Records contained in a dataset
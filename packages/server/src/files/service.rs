use std::path::{Path, PathBuf};

use common::storage::filesystem::FilesystemStore;
use common::storage::{PathLocks, PathResolver, StorageError};
use futures::TryStreamExt;
use sea_orm::{DatabaseConnection, TransactionTrait};
use tokio::io::{AsyncBufReadExt, AsyncRead, BufReader};
use tracing::{error, info, instrument, warn};

use super::index::{FileIndex, NewFileRecord};
use crate::config::StorageConfig;
use crate::entity::file_record;

/// Root-relative paths of stored files, produced on demand.
pub type FileListing = Box<dyn Iterator<Item = Result<String, StorageError>> + Send>;

/// An open stored file together with the reference path it was requested by.
#[derive(Debug)]
pub struct FileResource {
    pub file: tokio::fs::File,
    /// Length in bytes at the time the file was opened.
    pub len: u64,
    /// The reference path exactly as the caller supplied it.
    pub ref_path: String,
}

/// Outcome of checking every index row against the filesystem.
#[derive(Debug, Default)]
pub struct AuditReport {
    pub checked: u64,
    /// Records with no regular file at their filepath.
    pub missing_files: Vec<file_record::Model>,
    /// Records whose filepath lies outside the root or whose stored filename
    /// is not the last segment of the filepath.
    pub malformed: Vec<file_record::Model>,
}

impl AuditReport {
    pub fn is_clean(&self) -> bool {
        self.missing_files.is_empty() && self.malformed.is_empty()
    }
}

/// Reference-addressed file storage backed by a directory tree and a metadata index.
///
/// Mutations on one resolved path are serialised through an in-process lock;
/// the unique index on `filepath` backs that up across processes.
pub struct StorageService {
    db: DatabaseConnection,
    resolver: PathResolver,
    store: FilesystemStore,
    locks: PathLocks,
    max_upload_size: u64,
}

impl StorageService {
    /// Validate the configured root and prepare it on disk.
    pub async fn new(db: DatabaseConnection, config: &StorageConfig) -> Result<Self, StorageError> {
        let resolver = PathResolver::new(&config.location)?;
        let store = FilesystemStore::new(&resolver, config.dir_mode).await?;

        info!(
            root = %resolver.root().display(),
            dir_mode = %config.dir_mode,
            max_upload_size = config.max_upload_size,
            "Storage root ready"
        );

        Ok(Self {
            db,
            resolver,
            store,
            locks: PathLocks::new(),
            max_upload_size: config.max_upload_size,
        })
    }

    pub fn root(&self) -> &Path {
        self.resolver.root()
    }

    pub fn max_upload_size(&self) -> u64 {
        self.max_upload_size
    }

    /// Store the bytes of `reader` at `ref_path` and record them in the index.
    ///
    /// Fails with `Conflict` if a record already exists for the resolved path;
    /// existing files are never overwritten through this call. The bytes are
    /// staged before the path lock and the index transaction are taken, so a
    /// slow client holds neither. The index insert and the rename into place
    /// commit together: if the rename fails the insert is rolled back, and if
    /// the commit fails the renamed file is removed.
    #[instrument(skip(self, reader, original_filename))]
    pub async fn store<R>(
        &self,
        reader: R,
        original_filename: &str,
        ref_path: &str,
    ) -> Result<file_record::Model, StorageError>
    where
        R: AsyncRead + Unpin + Send,
    {
        let mut reader = BufReader::new(reader);
        if reader.fill_buf().await?.is_empty() {
            return Err(StorageError::EmptyUpload);
        }

        let destination = self.resolver.resolve_safe(ref_path)?;
        if destination == self.resolver.root() {
            return Err(StorageError::InvalidReference(
                "Reference path must name a file.".into(),
            ));
        }
        let filepath = path_str(&destination)?;
        let stored_filename = destination
            .file_name()
            .and_then(|name| name.to_str())
            .ok_or_else(|| StorageError::InvalidReference("Reference path must name a file.".into()))?;
        let original_filename = if original_filename.trim().is_empty() {
            stored_filename
        } else {
            original_filename
        };

        let staged = self.store.stage(reader, self.max_upload_size).await?;

        let _guard = self.locks.lock(&destination).await;

        self.store.ensure_parents(&destination).await?;

        let txn = self.db.begin().await?;
        let index = FileIndex::new(&txn);

        if index.find_by_filepath(filepath).await?.is_some() {
            return Err(StorageError::Conflict(ref_path.to_owned()));
        }

        let record = index
            .insert(NewFileRecord {
                original_filename,
                stored_filename,
                filepath,
            })
            .await
            .map_err(|e| match e {
                StorageError::IntegrityViolation(_) => StorageError::Conflict(ref_path.to_owned()),
                other => other,
            })?;

        let written = match staged.persist(&destination).await {
            Ok(written) => written,
            Err(e) => {
                if let Err(rollback_err) = txn.rollback().await {
                    error!(%filepath, error = %rollback_err, "Failed to roll back file record insert");
                }
                return Err(e);
            }
        };

        if let Err(commit_err) = txn.commit().await {
            error!(%filepath, error = %commit_err, "Commit failed after write; removing file");
            if let Err(cleanup_err) = self.store.delete_if_exists(&destination).await {
                error!(
                    %filepath,
                    error = %cleanup_err,
                    "Orphaned file left on disk; manual cleanup required"
                );
            }
            return Err(commit_err.into());
        }

        info!(id = record.id, %filepath, bytes = written, "Stored file");
        Ok(record)
    }

    /// Absolute path of the file behind `ref_path`, if a regular file exists there.
    pub async fn load(&self, ref_path: &str) -> Result<PathBuf, StorageError> {
        let path = self.resolver.resolve_safe(ref_path)?;
        if !self.store.is_regular_file(&path).await {
            return Err(StorageError::NotFound(ref_path.to_owned()));
        }
        Ok(path)
    }

    /// Open the file behind `ref_path` for reading.
    pub async fn load_as_resource(&self, ref_path: &str) -> Result<FileResource, StorageError> {
        let path = self.load(ref_path).await?;
        let (file, len) = self.store.open(&path).await.map_err(|e| match e {
            StorageError::NotFound(_) => StorageError::NotFound(ref_path.to_owned()),
            other => other,
        })?;

        Ok(FileResource {
            file,
            len,
            ref_path: ref_path.to_owned(),
        })
    }

    /// Lazily list every regular file under `ref_dir` as a `/`-separated path
    /// relative to the root. An empty `ref_dir` lists the whole store.
    ///
    /// A `ref_dir` that cannot be walked, missing ones included, is an I/O failure.
    pub async fn load_all_files_under_path(
        &self,
        ref_dir: &str,
    ) -> Result<FileListing, StorageError> {
        let dir = self.resolver.resolve_safe(ref_dir)?;
        tokio::fs::symlink_metadata(&dir).await?;

        let resolver = self.resolver.clone();
        Ok(Box::new(self.store.walk_regular_files(&dir).map(
            move |entry| {
                let path = entry?;
                resolver.relativize(&path).ok_or_else(|| {
                    StorageError::IntegrityViolation(format!(
                        "walked outside the root: {}",
                        path.display()
                    ))
                })
            },
        )))
    }

    /// Remove the file behind `ref_path` and its record.
    ///
    /// The file goes first, then the row. A record whose file is already gone
    /// is still removed, with a warning. If the row cannot be removed after the
    /// file was, the index is left stale and the error is returned for an
    /// operator to resolve.
    #[instrument(skip(self))]
    pub async fn delete_file(&self, ref_path: &str) -> Result<(), StorageError> {
        let path = self.resolver.resolve_safe(ref_path)?;
        let filepath = path_str(&path)?;

        let _guard = self.locks.lock(&path).await;

        let record = FileIndex::new(&self.db)
            .find_by_filepath(filepath)
            .await?
            .ok_or_else(|| StorageError::NotFound(ref_path.to_owned()))?;

        if !self.store.delete_if_exists(&path).await? {
            warn!(
                id = record.id,
                %filepath,
                "Record had no file on disk; removing the record anyway"
            );
        }

        let removed = async {
            let txn = self.db.begin().await?;
            let removed = FileIndex::new(&txn).delete(&record).await?;
            txn.commit().await?;
            Ok::<_, StorageError>(removed)
        }
        .await;

        match removed {
            Ok(true) => {
                info!(id = record.id, %filepath, "Deleted file");
                Ok(())
            }
            Ok(false) => {
                warn!(id = record.id, %filepath, "Record was already removed by another writer");
                Ok(())
            }
            Err(e) => {
                error!(
                    id = record.id,
                    %filepath,
                    error = %e,
                    "File removed but its record remains; manual intervention required"
                );
                Err(e)
            }
        }
    }

    /// Look up a record by the last segment of its filepath.
    pub async fn get_file_details(
        &self,
        stored_filename: &str,
    ) -> Result<file_record::Model, StorageError> {
        FileIndex::new(&self.db)
            .find_by_stored_filename(stored_filename)
            .await?
            .ok_or_else(|| StorageError::NotFound(stored_filename.to_owned()))
    }

    /// Replace the original filename on the record with the given stored filename.
    #[instrument(skip(self))]
    pub async fn update_file_details(
        &self,
        stored_filename: &str,
        new_original_filename: &str,
    ) -> Result<file_record::Model, StorageError> {
        let txn = self.db.begin().await?;
        let index = FileIndex::new(&txn);

        let mut record = index
            .find_by_stored_filename(stored_filename)
            .await?
            .ok_or_else(|| StorageError::NotFound(stored_filename.to_owned()))?;
        record.original_filename = new_original_filename.to_owned();

        let updated = index.update(record).await?;
        txn.commit().await?;

        info!(id = updated.id, "Updated file details");
        Ok(updated)
    }

    /// Check every record against the filesystem without changing anything.
    pub async fn audit(&self) -> Result<AuditReport, StorageError> {
        let index = FileIndex::new(&self.db);
        let mut records = std::pin::pin!(index.list_all().await?);
        let mut report = AuditReport::default();

        while let Some(record) = records.try_next().await? {
            report.checked += 1;
            let path = Path::new(&record.filepath);

            let well_formed = path.starts_with(self.resolver.root())
                && path.file_name().and_then(|n| n.to_str()) == Some(record.stored_filename.as_str());
            if !well_formed {
                report.malformed.push(record);
            } else if !self.store.is_regular_file(path).await {
                report.missing_files.push(record);
            }
        }

        Ok(report)
    }
}

fn path_str(path: &Path) -> Result<&str, StorageError> {
    path.to_str()
        .ok_or_else(|| StorageError::InvalidReference("Reference path must be valid UTF-8.".into()))
}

What you should do: State how many lines in the records above contain the word "Result". Write the number alone.

Answer space: 11